Pore-scale origins for nonequilibrium flow in porous media
Multiphase and reactive fluid flow in porous media is often unstable, and highly heterogeneous: inherent microstructural heterogeneity leads to the emergence of preferential pathways, where most of the flow is focused in a small portion of the medium. Furthermore, strong hysteresis and rate-dependence are frequently observed. This complex behaviour is further corroborated by interactions between the fluids and the solid matrix, e.g. fracturing and dissolution. Understanding, predicting and controlling these phenomena is crucial in various applications across scales, from filtration, desalinization or microfluidics to soil infiltration, evapotranspiration, contamination and remediation, sediment transport, enhanced energy recovery or carbon geosequestration.
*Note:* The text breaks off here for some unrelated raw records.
use std::{
    env, fs, io,
    path::{Path, PathBuf},
    sync::Arc,
};

use construction_schema::UnitTypeId;
use serde::Deserialize;
use thiserror::Error;

use crate::orders::SearchRadius;

pub const BUILTIN_CONSTRUCTION_CONFIG: &str = include_str!("data/construction_config.json");

pub const CONSTRUCTION_CONFIG_ENV: &str = "CONSTRUCTION_CONFIG_PATH";

#[derive(Debug, Clone, Deserialize)]
#[serde(default)]
pub struct ConstructionConfig {
    /// Placement search radius in tiles; `None` searches without bound.
    pub default_search_radius: Option<u32>,
    /// Supply level from which a request without any free worker is worth a warning.
    pub builder_warning_supply: u32,
    /// Passes a dedicated-builder order may wait for a replacement builder.
    pub max_builderless_ticks: u32,
    /// Types whose in-flight entities are added to pending counts even
    /// though no order tracks them.
    pub untracked_pending_types: Vec<UnitTypeId>,
    pub builder_pick_seed: u64,
}

impl Default for ConstructionConfig {
    fn default() -> Self {
        Self {
            default_search_radius: None,
            builder_warning_supply: 7,
            max_builderless_ticks: 48,
            untracked_pending_types: vec![UnitTypeId::from("zerg_overlord")],
            builder_pick_seed: 1337,
        }
    }
}

impl ConstructionConfig {
    pub fn builtin() -> Arc<Self> {
        Arc::new(
            serde_json::from_str(BUILTIN_CONSTRUCTION_CONFIG)
                .expect("builtin construction config should parse"),
        )
    }

    pub fn from_json_str(json: &str) -> Result<Self, ConstructionConfigError> {
        Ok(serde_json::from_str(json)?)
    }

    pub fn from_file(path: &Path) -> Result<Self, ConstructionConfigError> {
        let contents =
            fs::read_to_string(path).map_err(|source| ConstructionConfigError::ReadFailed {
                path: path.to_path_buf(),
                source,
            })?;
        ConstructionConfig::from_json_str(&contents)
    }

    pub fn search_radius(&self) -> SearchRadius {
        SearchRadius::from_config(self.default_search_radius)
    }

    pub fn tracks_untracked_pending(&self, unit_type: &UnitTypeId) -> bool {
        self.untracked_pending_types.contains(unit_type)
    }
}

#[derive(Debug, Error)]
pub enum ConstructionConfigError {
    #[error("failed to parse construction config: {0}")]
    Parse(#[from] serde_json::Error),
    #[error("failed to read construction config from {path:?}: {source}")]
    ReadFailed {
        path: PathBuf,
        #[source]
        source: io::Error,
    },
}

/// Reads the file named by `CONSTRUCTION_CONFIG_PATH`, falling back to the builtin config.
pub fn load_construction_config_from_env() -> Arc<ConstructionConfig> {
    if let Ok(path) = env::var(CONSTRUCTION_CONFIG_ENV) {
        let path = PathBuf::from(path);
        match ConstructionConfig::from_file(&path) {
            Ok(config) => return Arc::new(config),
            Err(err) => {
                tracing::warn!(
                    target: "construction::config",
                    path = %path.display(),
                    error = %err,
                    "construction_config.load_failed"
                );
            }
        }
    }
    ConstructionConfig::builtin()
}
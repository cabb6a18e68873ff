use std::{
    collections::{HashMap, HashSet},
    fs, io,
    path::{Path, PathBuf},
    sync::Arc,
};

use serde::Deserialize;
use thiserror::Error;

use crate::{Faction, UnitTypeDefinition, UnitTypeId};

pub const BUILTIN_UNIT_CATALOG: &str = include_str!("data/unit_catalog.json");

#[derive(Debug, Clone, Deserialize)]
struct UnitCatalogFile {
    units: Vec<UnitTypeDefinition>,
}

#[derive(Debug, Error)]
pub enum CatalogError {
    #[error("failed to parse unit catalog: {0}")]
    Parse(#[from] serde_json::Error),
    #[error("failed to read unit catalog from {path:?}: {source}")]
    Read {
        path: PathBuf,
        #[source]
        source: io::Error,
    },
    #[error("invalid unit catalog: {0}")]
    Invalid(String),
}

/// Static facts about every unit type the construction layer may see.
#[derive(Debug, Clone)]
pub struct UnitCatalog {
    definitions: Vec<UnitTypeDefinition>,
    index: HashMap<UnitTypeId, usize>,
    workers: HashMap<Faction, UnitTypeId>,
}

impl UnitCatalog {
    pub fn builtin() -> Arc<Self> {
        Arc::new(
            UnitCatalog::from_json_str(BUILTIN_UNIT_CATALOG)
                .expect("builtin unit catalog should parse"),
        )
    }

    pub fn from_json_str(json: &str) -> Result<Self, CatalogError> {
        let file: UnitCatalogFile = serde_json::from_str(json)?;
        UnitCatalog::from_definitions(file.units)
    }

    pub fn from_file(path: &Path) -> Result<Self, CatalogError> {
        let contents = fs::read_to_string(path).map_err(|source| CatalogError::Read {
            path: path.to_path_buf(),
            source,
        })?;
        UnitCatalog::from_json_str(&contents)
    }

    pub fn from_definitions(definitions: Vec<UnitTypeDefinition>) -> Result<Self, CatalogError> {
        let mut index = HashMap::with_capacity(definitions.len());
        let mut workers = HashMap::new();
        for (idx, def) in definitions.iter().enumerate() {
            if index.insert(def.id.clone(), idx).is_some() {
                return Err(CatalogError::Invalid(format!(
                    "duplicate unit type `{}`",
                    def.id
                )));
            }
            if def.is_worker() {
                workers.entry(def.faction).or_insert_with(|| def.id.clone());
            }
        }

        let factions: HashSet<Faction> = definitions.iter().map(|def| def.faction).collect();
        for faction in factions {
            if !workers.contains_key(&faction) {
                return Err(CatalogError::Invalid(format!(
                    "faction `{faction}` has no worker type"
                )));
            }
        }

        for def in &definitions {
            if let Some(source) = &def.morphs_from {
                if !index.contains_key(source) {
                    return Err(CatalogError::Invalid(format!(
                        "`{}` morphs from unknown type `{}`",
                        def.id, source
                    )));
                }
            }
        }

        Ok(Self {
            definitions,
            index,
            workers,
        })
    }

    pub fn get(&self, id: &UnitTypeId) -> Option<&UnitTypeDefinition> {
        self.index.get(id).map(|idx| &self.definitions[*idx])
    }

    pub fn is_structure(&self, id: &UnitTypeId) -> bool {
        self.get(id).map(UnitTypeDefinition::is_structure).unwrap_or(false)
    }

    /// Generic worker type of the faction.
    pub fn worker_for(&self, faction: Faction) -> Option<&UnitTypeId> {
        self.workers.get(&faction)
    }

    pub fn definitions(&self) -> &[UnitTypeDefinition] {
        &self.definitions
    }

    pub fn len(&self) -> usize {
        self.definitions.len()
    }

    pub fn is_empty(&self) -> bool {
        self.definitions.is_empty()
    }
}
I will start with several examples of nonequilibrium flows from my research, where we combine numerical simulations, experiments, and theory to expose the underlying mechanisms. Wettability effects, in particular wetting-dewetting hysteresis, would be discussed in more depth. I will present a novel model, validated against laboratory experiments, that for the first time allows to establish a direct link between local, microscopic capillary instabilities (Haines jumps) and hysteresis in the macroscopic pressure-saturation relationship. Our approach provides a physically-grounded description of the nonequilibrium (metastable) nature of multiphase flow in porous and fractured media, and of the memory properties associated with it.